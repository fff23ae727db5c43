use std::collections::VecDeque;

use super::protocol::Message;

/// Pongs older than this are from an abandoned exchange.
const MAX_RTT_MS: u32 = 5_000;

/// Truncates a local millisecond clock to its wire form.
#[inline]
pub fn wire_time(now_ms: u64) -> u32 {
    now_ms as u32
}

/// Estimates `remote_clock - local_clock` from ping/pong round trips.
///
/// The offset is the plain mean of the retained samples; once the window is
/// full the oldest sample is dropped before a new one counts.
#[derive(Debug)]
pub struct ClockSync {
    samples: VecDeque<f64>,
    window: usize,
    fallback_ms: u64,
    rtt_ms: Option<u32>,
    outstanding: Option<u32>,
    started_ms: u64,
    last_completed_ms: Option<u64>,
}

impl ClockSync {
    pub fn new(window: usize, fallback_ms: u64, now_ms: u64) -> Self {
        Self {
            samples: VecDeque::with_capacity(window),
            window,
            fallback_ms,
            rtt_ms: None,
            outstanding: None,
            started_ms: now_ms,
            last_completed_ms: None,
        }
    }

    /// Only the designated side pings, unless no exchange has completed
    /// within the fallback period, in which case anyone may. Until the first
    /// sample arrives both sides ping.
    pub fn should_initiate(&self, designated: bool, now_ms: u64) -> bool {
        if designated || !self.is_synchronized() {
            return true;
        }
        let since = self.last_completed_ms.unwrap_or(self.started_ms);
        now_ms.saturating_sub(since) >= self.fallback_ms
    }

    pub fn make_ping(&mut self, now_ms: u64) -> Message {
        let origin_ms = wire_time(now_ms);
        self.outstanding = Some(origin_ms);
        Message::Ping { origin_ms }
    }

    pub fn make_pong(origin_ms: u32, now_ms: u64) -> Message {
        Message::Pong {
            origin_ms,
            reply_ms: wire_time(now_ms),
        }
    }

    /// Folds a completed round trip into the estimate, returning the new
    /// offset. Unsolicited or ancient pongs are ignored.
    pub fn on_pong(&mut self, origin_ms: u32, reply_ms: u32, now_ms: u64) -> Option<f64> {
        if self.outstanding != Some(origin_ms) {
            return None;
        }
        self.outstanding = None;

        let rtt = wire_time(now_ms).wrapping_sub(origin_ms);
        if rtt > MAX_RTT_MS {
            return None;
        }

        let estimated_remote = reply_ms as f64 + rtt as f64 / 2.0;
        let offset = wrap_signed(estimated_remote - wire_time(now_ms) as f64);

        self.samples.push_back(offset);
        while self.samples.len() > self.window {
            self.samples.pop_front();
        }

        self.rtt_ms = Some(rtt);
        self.last_completed_ms = Some(now_ms);

        let average = self.offset_ms();
        log::debug!("clock offset {:.1} ms (rtt {} ms)", average, rtt);
        Some(average)
    }

    pub fn offset_ms(&self) -> f64 {
        if self.samples.is_empty() {
            return 0.0;
        }
        self.samples.iter().sum::<f64>() / self.samples.len() as f64
    }

    pub fn rtt_ms(&self) -> Option<u32> {
        self.rtt_ms
    }

    pub fn is_synchronized(&self) -> bool {
        !self.samples.is_empty()
    }

    pub fn sample_count(&self) -> usize {
        self.samples.len()
    }

    /// How long ago, on the local clock, a remote timestamp happened.
    /// Negative values mean the remote stamp lies in our future.
    pub fn age_of_remote(&self, remote_ms: u32, now_ms: u64) -> i64 {
        let local_equivalent = remote_ms as f64 - self.offset_ms();
        wrap_signed(wire_time(now_ms) as f64 - local_equivalent).round() as i64
    }

    /// Local clock value corresponding to a remote timestamp.
    pub fn remote_to_local(&self, remote_ms: u32, now_ms: u64) -> u64 {
        let age = self.age_of_remote(remote_ms, now_ms);
        if age >= 0 {
            now_ms.saturating_sub(age as u64)
        } else {
            now_ms + age.unsigned_abs()
        }
    }

    pub fn reset(&mut self, now_ms: u64) {
        self.samples.clear();
        self.rtt_ms = None;
        self.outstanding = None;
        self.started_ms = now_ms;
        self.last_completed_ms = None;
    }
}

/// Maps a difference of two wrapped u32 clocks back into a signed range.
fn wrap_signed(delta: f64) -> f64 {
    const SPAN: f64 = u32::MAX as f64 + 1.0;
    let mut delta = delta % SPAN;
    if delta > SPAN / 2.0 {
        delta -= SPAN;
    } else if delta < -SPAN / 2.0 {
        delta += SPAN;
    }
    delta
}

#[cfg(test)]
mod tests {
    use super::*;

    /// Runs one exchange where the remote clock leads by `offset` and each
    /// leg takes `leg_a`/`leg_b` ms.
    fn exchange(sync: &mut ClockSync, local_now: u64, offset: i64, leg_a: u64, leg_b: u64) {
        let Message::Ping { origin_ms } = sync.make_ping(local_now) else {
            panic!("expected ping");
        };
        let remote_reply = (local_now + leg_a) as i64 + offset;
        let Message::Pong {
            origin_ms,
            reply_ms,
        } = ClockSync::make_pong(origin_ms, remote_reply as u64)
        else {
            panic!("expected pong");
        };
        sync.on_pong(origin_ms, reply_ms, local_now + leg_a + leg_b);
    }

    #[test]
    fn test_symmetric_latency_recovers_offset() {
        let mut sync = ClockSync::new(5, 3000, 0);
        exchange(&mut sync, 1_000, 250, 40, 40);
        assert!((sync.offset_ms() - 250.0).abs() < 0.5);
        assert_eq!(sync.rtt_ms(), Some(80));
    }

    #[test]
    fn test_converges_within_jitter() {
        let mut sync = ClockSync::new(5, 3000, 0);
        let legs = [(30, 34), (36, 30), (33, 33), (29, 37), (35, 31)];
        let mut now = 10_000;
        for (a, b) in legs {
            exchange(&mut sync, now, -1_200, a, b);
            now += 1_000;
        }
        assert_eq!(sync.sample_count(), 5);
        // Asymmetry per exchange is at most 4 ms, so error is at most half.
        assert!((sync.offset_ms() - -1_200.0).abs() <= 4.0);
    }

    #[test]
    fn test_window_drops_oldest_sample() {
        let mut sync = ClockSync::new(5, 3000, 0);
        exchange(&mut sync, 0, 10_000, 10, 10);
        for i in 1..=5 {
            exchange(&mut sync, i * 1000, 100, 10, 10);
        }
        assert_eq!(sync.sample_count(), 5);
        assert!((sync.offset_ms() - 100.0).abs() < 0.5);
    }

    #[test]
    fn test_unsolicited_pong_ignored() {
        let mut sync = ClockSync::new(5, 3000, 0);
        assert!(sync.on_pong(123, 456, 1_000).is_none());
        assert!(!sync.is_synchronized());
    }

    #[test]
    fn test_initiator_policy_with_fallback() {
        let mut sync = ClockSync::new(5, 3000, 0);
        assert!(sync.should_initiate(true, 100));
        assert!(sync.should_initiate(false, 100));

        exchange(&mut sync, 1_000, 0, 10, 10);
        assert!(sync.should_initiate(true, 1_500));
        assert!(!sync.should_initiate(false, 1_500));
        assert!(!sync.should_initiate(false, 4_000));
        assert!(sync.should_initiate(false, 4_020));
    }

    #[test]
    fn test_remote_timestamp_conversion() {
        let mut sync = ClockSync::new(5, 3000, 0);
        exchange(&mut sync, 5_000, 2_000, 20, 20);

        // Remote stamped 7_000 which is local 5_000.
        assert_eq!(sync.remote_to_local(7_000, 5_100), 5_000);
        assert_eq!(sync.age_of_remote(7_000, 5_100), 100);
    }

    #[test]
    fn test_negative_offset_across_wrap() {
        let mut sync = ClockSync::new(5, 3000, 0);
        exchange(&mut sync, 100, -500, 10, 10);
        assert!((sync.offset_ms() - -500.0).abs() < 0.5);
    }
}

◆ YOUR TASK: Reproduce the records exactly, keeping every line.

◆ WORKED SOLUTION:
repository fff23ae727db5c43
use std::collections::VecDeque;

use super::protocol::Message;

/// Pongs older than this are from an abandoned exchange.
const MAX_RTT_MS: u32 = 5_000;

/// Truncates a local millisecond clock to its wire form.
#[inline]
pub fn wire_time(now_ms: u64) -> u32 {
    now_ms as u32
}

/// Estimates `remote_clock - local_clock` from ping/pong round trips.
///
/// The offset is the plain mean of the retained samples; once the window is
/// full the oldest sample is dropped before a new one counts.
#[derive(Debug)]
pub struct ClockSync {
    samples: VecDeque<f64>,
    window: usize,
    fallback_ms: u64,
    rtt_ms: Option<u32>,
    outstanding: Option<u32>,
    started_ms: u64,
    last_completed_ms: Option<u64>,
}

impl ClockSync {
    pub fn new(window: usize, fallback_ms: u64, now_ms: u64) -> Self {
        Self {
            samples: VecDeque::with_capacity(window),
            window,
            fallback_ms,
            rtt_ms: None,
            outstanding: None,
            started_ms: now_ms,
            last_completed_ms: None,
        }
    }

    /// Only the designated side pings, unless no exchange has completed
    /// within the fallback period, in which case anyone may. Until the first
    /// sample arrives both sides ping.
    pub fn should_initiate(&self, designated: bool, now_ms: u64) -> bool {
        if designated || !self.is_synchronized() {
            return true;
        }
        let since = self.last_completed_ms.unwrap_or(self.started_ms);
        now_ms.saturating_sub(since) >= self.fallback_ms
    }

    pub fn make_ping(&mut self, now_ms: u64) -> Message {
        let origin_ms = wire_time(now_ms);
        self.outstanding = Some(origin_ms);
        Message::Ping { origin_ms }
    }

    pub fn make_pong(origin_ms: u32, now_ms: u64) -> Message {
        Message::Pong {
            origin_ms,
            reply_ms: wire_time(now_ms),
        }
    }

    /// Folds a completed round trip into the estimate, returning the new
    /// offset. Unsolicited or ancient pongs are ignored.
    pub fn on_pong(&mut self, origin_ms: u32, reply_ms: u32, now_ms: u64) -> Option<f64> {
        if self.outstanding != Some(origin_ms) {
            return None;
        }
        self.outstanding = None;

        let rtt = wire_time(now_ms).wrapping_sub(origin_ms);
        if rtt > MAX_RTT_MS {
            return None;
        }

        let estimated_remote = reply_ms as f64 + rtt as f64 / 2.0;
        let offset = wrap_signed(estimated_remote - wire_time(now_ms) as f64);

        self.samples.push_back(offset);
        while self.samples.len() > self.window {
            self.samples.pop_front();
        }

        self.rtt_ms = Some(rtt);
        self.last_completed_ms = Some(now_ms);

        let average = self.offset_ms();
        log::debug!("clock offset {:.1} ms (rtt {} ms)", average, rtt);
        Some(average)
    }

    pub fn offset_ms(&self) -> f64 {
        if self.samples.is_empty() {
            return 0.0;
        }
        self.samples.iter().sum::<f64>() / self.samples.len() as f64
    }

    pub fn rtt_ms(&self) -> Option<u32> {
        self.rtt_ms
    }

    pub fn is_synchronized(&self) -> bool {
        !self.samples.is_empty()
    }

    pub fn sample_count(&self) -> usize {
        self.samples.len()
    }

    /// How long ago, on the local clock, a remote timestamp happened.
    /// Negative values mean the remote stamp lies in our future.
    pub fn age_of_remote(&self, remote_ms: u32, now_ms: u64) -> i64 {
        let local_equivalent = remote_ms as f64 - self.offset_ms();
        wrap_signed(wire_time(now_ms) as f64 - local_equivalent).round() as i64
    }

    /// Local clock value corresponding to a remote timestamp.
    pub fn remote_to_local(&self, remote_ms: u32, now_ms: u64) -> u64 {
        let age = self.age_of_remote(remote_ms, now_ms);
        if age >= 0 {
            now_ms.saturating_sub(age as u64)
        } else {
            now_ms + age.unsigned_abs()
        }
    }

    pub fn reset(&mut self, now_ms: u64) {
        self.samples.clear();
        self.rtt_ms = None;
        self.outstanding = None;
        self.started_ms = now_ms;
        self.last_completed_ms = None;
    }
}

/// Maps a difference of two wrapped u32 clocks back into a signed range.
fn wrap_signed(delta: f64) -> f64 {
    const SPAN: f64 = u32::MAX as f64 + 1.0;
    let mut delta = delta % SPAN;
    if delta > SPAN / 2.0 {
        delta -= SPAN;
    } else if delta < -SPAN / 2.0 {
        delta += SPAN;
    }
    delta
}

#[cfg(test)]
mod tests {
    use super::*;

    /// Runs one exchange where the remote clock leads by `offset` and each
    /// leg takes `leg_a`/`leg_b` ms.
    fn exchange(sync: &mut ClockSync, local_now: u64, offset: i64, leg_a: u64, leg_b: u64) {
        let Message::Ping { origin_ms } = sync.make_ping(local_now) else {
            panic!("expected ping");
        };
        let remote_reply = (local_now + leg_a) as i64 + offset;
        let Message::Pong {
            origin_ms,
            reply_ms,
        } = ClockSync::make_pong(origin_ms, remote_reply as u64)
        else {
            panic!("expected pong");
        };
        sync.on_pong(origin_ms, reply_ms, local_now + leg_a + leg_b);
    }

    #[test]
    fn test_symmetric_latency_recovers_offset() {
        let mut sync = ClockSync::new(5, 3000, 0);
        exchange(&mut sync, 1_000, 250, 40, 40);
        assert!((sync.offset_ms() - 250.0).abs() < 0.5);
        assert_eq!(sync.rtt_ms(), Some(80));
    }

    #[test]
    fn test_converges_within_jitter() {
        let mut sync = ClockSync::new(5, 3000, 0);
        let legs = [(30, 34), (36, 30), (33, 33), (29, 37), (35, 31)];
        let mut now = 10_000;
        for (a, b) in legs {
            exchange(&mut sync, now, -1_200, a, b);
            now += 1_000;
        }
        assert_eq!(sync.sample_count(), 5);
        // Asymmetry per exchange is at most 4 ms, so error is at most half.
        assert!((sync.offset_ms() - -1_200.0).abs() <= 4.0);
    }

    #[test]
    fn test_window_drops_oldest_sample() {
        let mut sync = ClockSync::new(5, 3000, 0);
        exchange(&mut sync, 0, 10_000, 10, 10);
        for i in 1..=5 {
            exchange(&mut sync, i * 1000, 100, 10, 10);
        }
        assert_eq!(sync.sample_count(), 5);
        assert!((sync.offset_ms() - 100.0).abs() < 0.5);
    }

    #[test]
    fn test_unsolicited_pong_ignored() {
        let mut sync = ClockSync::new(5, 3000, 0);
        assert!(sync.on_pong(123, 456, 1_000).is_none());
        assert!(!sync.is_synchronized());
    }

    #[test]
    fn test_initiator_policy_with_fallback() {
        let mut sync = ClockSync::new(5, 3000, 0);
        assert!(sync.should_initiate(true, 100));
        assert!(sync.should_initiate(false, 100));

        exchange(&mut sync, 1_000, 0, 10, 10);
        assert!(sync.should_initiate(true, 1_500));
        assert!(!sync.should_initiate(false, 1_500));
        assert!(!sync.should_initiate(false, 4_000));
        assert!(sync.should_initiate(false, 4_020));
    }

    #[test]
    fn test_remote_timestamp_conversion() {
        let mut sync = ClockSync::new(5, 3000, 0);
        exchange(&mut sync, 5_000, 2_000, 20, 20);

        // Remote stamped 7_000 which is local 5_000.
        assert_eq!(sync.remote_to_local(7_000, 5_100), 5_000);
        assert_eq!(sync.age_of_remote(7_000, 5_100), 100);
    }

    #[test]
    fn test_negative_offset_across_wrap() {
        let mut sync = ClockSync::new(5, 3000, 0);
        exchange(&mut sync, 100, -500, 10, 10);
        assert!((sync.offset_ms() - -500.0).abs() < 0.5);
    }
}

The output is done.